State-dependent learning refers to the finding that people recall more information when their physiological state is the same at encoding and retrieval. For example, people who undergo alcohol intoxication while encoding information recall significantly more when they are also intoxicated during retrieval, compared to those whose alcoholic states differ from encoding to retrieval. This state-dependent learning effect has been shown in both human and animal research., The state-dependent effect has also been generalized to a variety of drugs, including morphine, cigarettes, scopolamine, and nitric oxide.

Certain drug states, however, may impair learning. For example, a study done by Harry demonstrated that despite the state-dependent effect associated with light marijuana use, people smoking marijuana showed slower learning than people in a placebo group. Those who consumed marijuana during both the encoding and retrieval phases managed to learn the material in an average of 10 trials, whereas those who were in the placebo condition for both phases learned the same material in 5.6 trials, on average.

===State as a contextual cue===
A tentative explanation for state-dependent recall is the use of the physiological state as a contextual cue. Results of converging studies have shown that in tasks where no contextual cue is provided, internal states may serve as contextual cues. Therefore, people who are in a certain drug state at the time of encoding may utilize this state as a cue for retrieval. In contrast, when information is encoded and retrieved in different states, individuals have no cues available to aid them in recalling information, leading to a decline in performance. Eich provides further evidence for this theory, demonstrating that the introduction of additional contextual cues abolishes the state-dependent effect. If a cue such as a sound or an image is provided to remind people of what they encoded, they no longer require the state to prompt retrieval. In this instance, participants perform equally, regardless of the states at encoding and retrieval. According to Eich, the complete absence of any other observable reminders is critical for showing state-dependent cueing effects.

==Cognitive==

===Language of discourse===
Cognitive context-dependent memory is the improved memory recall for information that is both encoded and retrieved in the same cognitive state.

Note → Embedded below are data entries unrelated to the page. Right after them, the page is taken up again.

//! Query-Delta Merger
//!
//! Rewrites a plan so that evaluating it against the backend reflects a set
//! of quads as additionally present (`added`) or additionally absent
//! (`removed`). Every statement pattern leaf that a delta quad could match is
//! replaced:
//!
//! ```text
//! sp                       no matching delta quads
//! Difference(sp', R)       removed quads R match
//! Union(A, sp)             added quads A match
//! Union(A, Difference(sp', R))
//! ```
//!
//! `sp'` carries a context variable so removal compares graphs too. Injected
//! added quads bind the merger's additional bindings, which is how the
//! conflict oracle marks rows that only exist because of the delta.
//!
//! The input plan is never mutated; the merger folds it into a new tree.

use crate::delta::Delta;
use optimist_core::pattern::filter_quads;
use optimist_core::{
    BindingSet, Dataset, ExternalQuads, PlanFolder, Quad, StatementPattern, TupleExpr, Var,
};

/// Prefix of generated context variables
const GRAPH_VAR_PREFIX: &str = "-delta-merger-graph-";

/// Plan rewriter injecting a delta into statement pattern leaves
pub struct DeltaMerger<'a> {
    added: &'a Delta,
    removed: Option<&'a Delta>,
    additional: BindingSet,
    dataset: Option<&'a Dataset>,
    bindings: &'a BindingSet,
    modified: bool,
    graph_vars: usize,
}

impl<'a> DeltaMerger<'a> {
    /// Merger showing `added` as present and `removed` as absent
    pub fn new(
        added: &'a Delta,
        removed: &'a Delta,
        dataset: Option<&'a Dataset>,
        bindings: &'a BindingSet,
    ) -> Self {
        Self {
            added,
            removed: Some(removed),
            additional: BindingSet::new(),
            dataset,
            bindings,
            modified: false,
            graph_vars: 0,
        }
    }

    /// Merger injecting `delta` as present, binding `marker` on every row an
    /// injected quad produces
    pub fn with_marker(
        delta: &'a Delta,
        marker: BindingSet,
        dataset: Option<&'a Dataset>,
        bindings: &'a BindingSet,
    ) -> Self {
        Self {
            added: delta,
            removed: None,
            additional: marker,
            dataset,
            bindings,
            modified: false,
            graph_vars: 0,
        }
    }

    /// Rewrite `plan`
    pub fn merge(&mut self, plan: &TupleExpr) -> TupleExpr {
        self.fold(plan)
    }

    /// True if any leaf was rewritten
    pub fn is_modified(&self) -> bool {
        self.modified
    }

    fn external(&self, sp: &StatementPattern, quads: Vec<Quad>, additional: BindingSet) -> TupleExpr {
        TupleExpr::External(ExternalQuads {
            pattern: sp.clone(),
            dataset: self.dataset.cloned(),
            quads,
            additional,
        })
    }
}

impl PlanFolder for DeltaMerger<'_> {
    fn fold_statement_pattern(&mut self, sp: &StatementPattern) -> TupleExpr {
        let minus = match self.removed {
            Some(removed) if !removed.is_empty() => {
                filter_quads(removed.iter(), sp, self.dataset, self.bindings)
            }
            _ => Vec::new(),
        };
        let union = if self.added.is_empty() {
            Vec::new()
        } else {
            filter_quads(self.added.iter(), sp, self.dataset, self.bindings)
        };

        let mut sp = sp.clone();
        let mut node = if minus.is_empty() {
            TupleExpr::StatementPattern(sp.clone())
        } else {
            self.modified = true;
            if sp.context.is_none() {
                self.graph_vars += 1;
                sp.context = Some(Var::anonymous(format!(
                    "{}{}",
                    GRAPH_VAR_PREFIX, self.graph_vars
                )));
            }
            TupleExpr::difference(
                TupleExpr::StatementPattern(sp.clone()),
                self.external(&sp, minus, BindingSet::new()),
            )
        };

        if !union.is_empty() {
            self.modified = true;
            let injected = self.external(&sp, union, self.additional.clone());
            node = TupleExpr::union(injected, node);
        }
        node
    }
}
//! Full listings of a watched kind, used only for completion detection.

use std::fmt::Debug;
use std::hash::Hash;

use async_trait::async_trait;
use kube::api::{ListParams, PartialObjectMeta};
use kube::runtime::reflector::Store;
use kube::{Api, Resource};
use serde::de::DeserializeOwned;

use crate::error::{LabellerError, Result};

/// Lists every object of a kind, with a match-everything selector
#[async_trait]
pub trait ObjectLister<K>: Send + Sync {
    async fn list_all(&self) -> Result<Vec<K>>;
}

#[async_trait]
impl<K> ObjectLister<K> for Api<K>
where
    K: Clone + DeserializeOwned + Debug + Send + Sync + 'static,
{
    async fn list_all(&self) -> Result<Vec<K>> {
        let list = self.list(&ListParams::default()).await?;
        Ok(list.items)
    }
}

/// Reads the informer cache once its initial listing has landed, so a
/// half-filled cache is never mistaken for a fully labelled kind
#[async_trait]
impl<K> ObjectLister<K> for Store<K>
where
    K: Resource + Clone + Send + Sync + 'static,
    K::DynamicType: Eq + Hash + Clone + Send + Sync,
{
    async fn list_all(&self) -> Result<Vec<K>> {
        self.wait_until_ready()
            .await
            .map_err(|e| LabellerError::Cache(e.to_string()))?;
        Ok(self
            .state()
            .into_iter()
            .map(|object| (*object).clone())
            .collect())
    }
}

/// Metadata-only listing for kinds labelled through merge patches
#[derive(Clone)]
pub struct MetadataLister<K> {
    api: Api<K>,
}

impl<K> MetadataLister<K> {
    #[must_use]
    pub fn new(api: Api<K>) -> Self {
        Self { api }
    }
}

#[async_trait]
impl<K> ObjectLister<PartialObjectMeta<K>> for MetadataLister<K>
where
    K: Clone + DeserializeOwned + Debug + Send + Sync + 'static,
{
    async fn list_all(&self) -> Result<Vec<PartialObjectMeta<K>>> {
        let list = self.api.list_metadata(&ListParams::default()).await?;
        Ok(list.items)
    }
}
//! Labeller Configuration
//!
//! Which kinds to label, where to watch them and how the controllers retry.
//! Loaded from a mounted YAML file; every field has a default.

use std::collections::BTreeSet;
use std::fmt;

use serde::{Deserialize, Serialize};

/// A resource kind the labeller knows how to mark
#[derive(Debug, Clone, Copy, PartialEq, Eq, PartialOrd, Ord, Hash, Deserialize, Serialize)]
#[serde(rename_all = "lowercase")]
pub enum LabelledKind {
    Deployments,
    ServiceAccounts,
    Services,
    Roles,
    RoleBindings,
    ClusterRoles,
    ClusterRoleBindings,
    ConfigMaps,
    CustomResourceDefinitions,
}

impl LabelledKind {
    pub const ALL: [LabelledKind; 9] = [
        LabelledKind::Deployments,
        LabelledKind::ServiceAccounts,
        LabelledKind::Services,
        LabelledKind::Roles,
        LabelledKind::RoleBindings,
        LabelledKind::ClusterRoles,
        LabelledKind::ClusterRoleBindings,
        LabelledKind::ConfigMaps,
        LabelledKind::CustomResourceDefinitions,
    ];

    /// Plural resource name, also used as the completion tracker key
    #[must_use]
    pub fn resource(self) -> &'static str {
        match self {
            LabelledKind::Deployments => "deployments",
            LabelledKind::ServiceAccounts => "serviceaccounts",
            LabelledKind::Services => "services",
            LabelledKind::Roles => "roles",
            LabelledKind::RoleBindings => "rolebindings",
            LabelledKind::ClusterRoles => "clusterroles",
            LabelledKind::ClusterRoleBindings => "clusterrolebindings",
            LabelledKind::ConfigMaps => "configmaps",
            LabelledKind::CustomResourceDefinitions => "customresourcedefinitions",
        }
    }

    /// Whether objects of this kind live in a namespace
    #[must_use]
    pub fn is_namespaced(self) -> bool {
        !matches!(
            self,
            LabelledKind::ClusterRoles
                | LabelledKind::ClusterRoleBindings
                | LabelledKind::CustomResourceDefinitions
        )
    }
}

impl fmt::Display for LabelledKind {
    fn fmt(&self, f: &mut fmt::Formatter<'_>) -> fmt::Result {
        f.write_str(self.resource())
    }
}

/// Main labeller configuration
#[derive(Debug, Clone, Deserialize, Serialize)]
#[serde(rename_all = "camelCase")]
pub struct LabellerConfig {
    /// Namespace to watch for namespaced kinds; all namespaces when unset
    #[serde(default)]
    pub namespace: Option<String>,

    /// Kinds to label
    #[serde(default = "default_kinds")]
    pub kinds: BTreeSet<LabelledKind>,

    /// Seconds before a failed reconciliation is retried
    #[serde(default = "default_retry_seconds")]
    pub retry_seconds: u64,

    /// Maximum concurrent reconciliations per kind
    #[serde(default = "default_concurrency")]
    pub concurrency: u16,
}

fn default_kinds() -> BTreeSet<LabelledKind> {
    LabelledKind::ALL.into_iter().collect()
}

fn default_retry_seconds() -> u64 {
    5
}

fn default_concurrency() -> u16 {
    4
}

impl Default for LabellerConfig {
    fn default() -> Self {
        LabellerConfig {
            namespace: None,
            kinds: default_kinds(),
            retry_seconds: default_retry_seconds(),
            concurrency: default_concurrency(),
        }
    }
}

impl LabellerConfig {
    /// Load configuration from a mounted file
    pub fn from_mounted_file(config_path: &str) -> Result<Self, anyhow::Error> {
        let config_str = std::fs::read_to_string(config_path)
            .map_err(|e| anyhow::anyhow!("Failed to read config file {config_path}: {e}"))?;

        Self::from_yaml(&config_str)
    }

    pub fn from_yaml(yaml: &str) -> Result<Self, anyhow::Error> {
        serde_yaml::from_str(yaml).map_err(|e| anyhow::anyhow!("Failed to parse config YAML: {e}"))
    }

    pub fn validate(&self) -> Result<(), anyhow::Error> {
        if self.kinds.is_empty() {
            return Err(anyhow::anyhow!(
                "No kinds configured. Provide at least one entry under kinds."
            ));
        }
        if self.retry_seconds == 0 {
            return Err(anyhow::anyhow!("retrySeconds must be greater than zero"));
        }
        if self.concurrency == 0 {
            return Err(anyhow::anyhow!("concurrency must be greater than zero"));
        }
        if self.namespace.as_deref().is_some_and(|ns| ns.trim().is_empty()) {
            return Err(anyhow::anyhow!(
                "namespace must not be blank; omit it to watch all namespaces"
            ));
        }
        Ok(())
    }
}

The clearest example of a cognitive context-dependent effect has been demonstrated in studies of proficient bilingual speakers, as it has been hypothesized that different languages provide a different cognitive context. It has been shown that both autobiographical and semantic memories could be better recalled when the same language was used for both encoding and retrieval. In particular, Marian and Neisser studied this effect in Russian immigrants to the United States by looking at autobiographical memory. For this study, participants were asked to recall specific autobiographical memories in response to word cues. By varying both the language of the interview (either Russian or English) and the language word cues were presented in, it was possible to alter which autobiographical memories were recalled. Importantly, interviewing and word-cueing in Russian biased participants towards recalling memories that had occurred in that language.

Matsumoto and Stanley found a similar effect for Japanese-American students. In particular, they demonstrated that cues words written in Japanese were more likely than English cue words to induce memories from participants' past experiences in Japan. Other studies have suggested similar results for bilinguals in Spanish and English, and in Polish and Danish. However, these studies used a different experimental design that does not demonstrate a causal effect. Additionally, Marian and Fausey found an effect of language on recall of semantic information in studies of Spanish-English bilinguals. In particular, they show that accuracy and reaction times are improved for recall of academic information when the language of encoding and retrieval are similar. However, they also suggest that this effect partially depends on participants' language proficiency (i.e., poor English speakers did not show an improvement in scores when English was used for both encoding and retrieval).

==="Motivational state"===
It has also been suggested that changes in "motivational state" between encoding and retrieval may affect memory recall for events. In a study by Woike et al. participants were asked to read stories of differing motivational contexts and to recall specific information from these stories. The authors found that recall was biased towards stories containing information that matched participants' own motivational state. Another study by Woike et al. provides a more direct examination of context-dependence by testing the effect of motivational contextual cues on recall of specific word pairs. Specifically, the authors demonstrated that associating word pairs with achievement cues produced a motivational context that increased memory for these word pairs. This study in particular uses neutral motivational cues as a control. These neutral cues did not produce similar improvements in recall for word pairs.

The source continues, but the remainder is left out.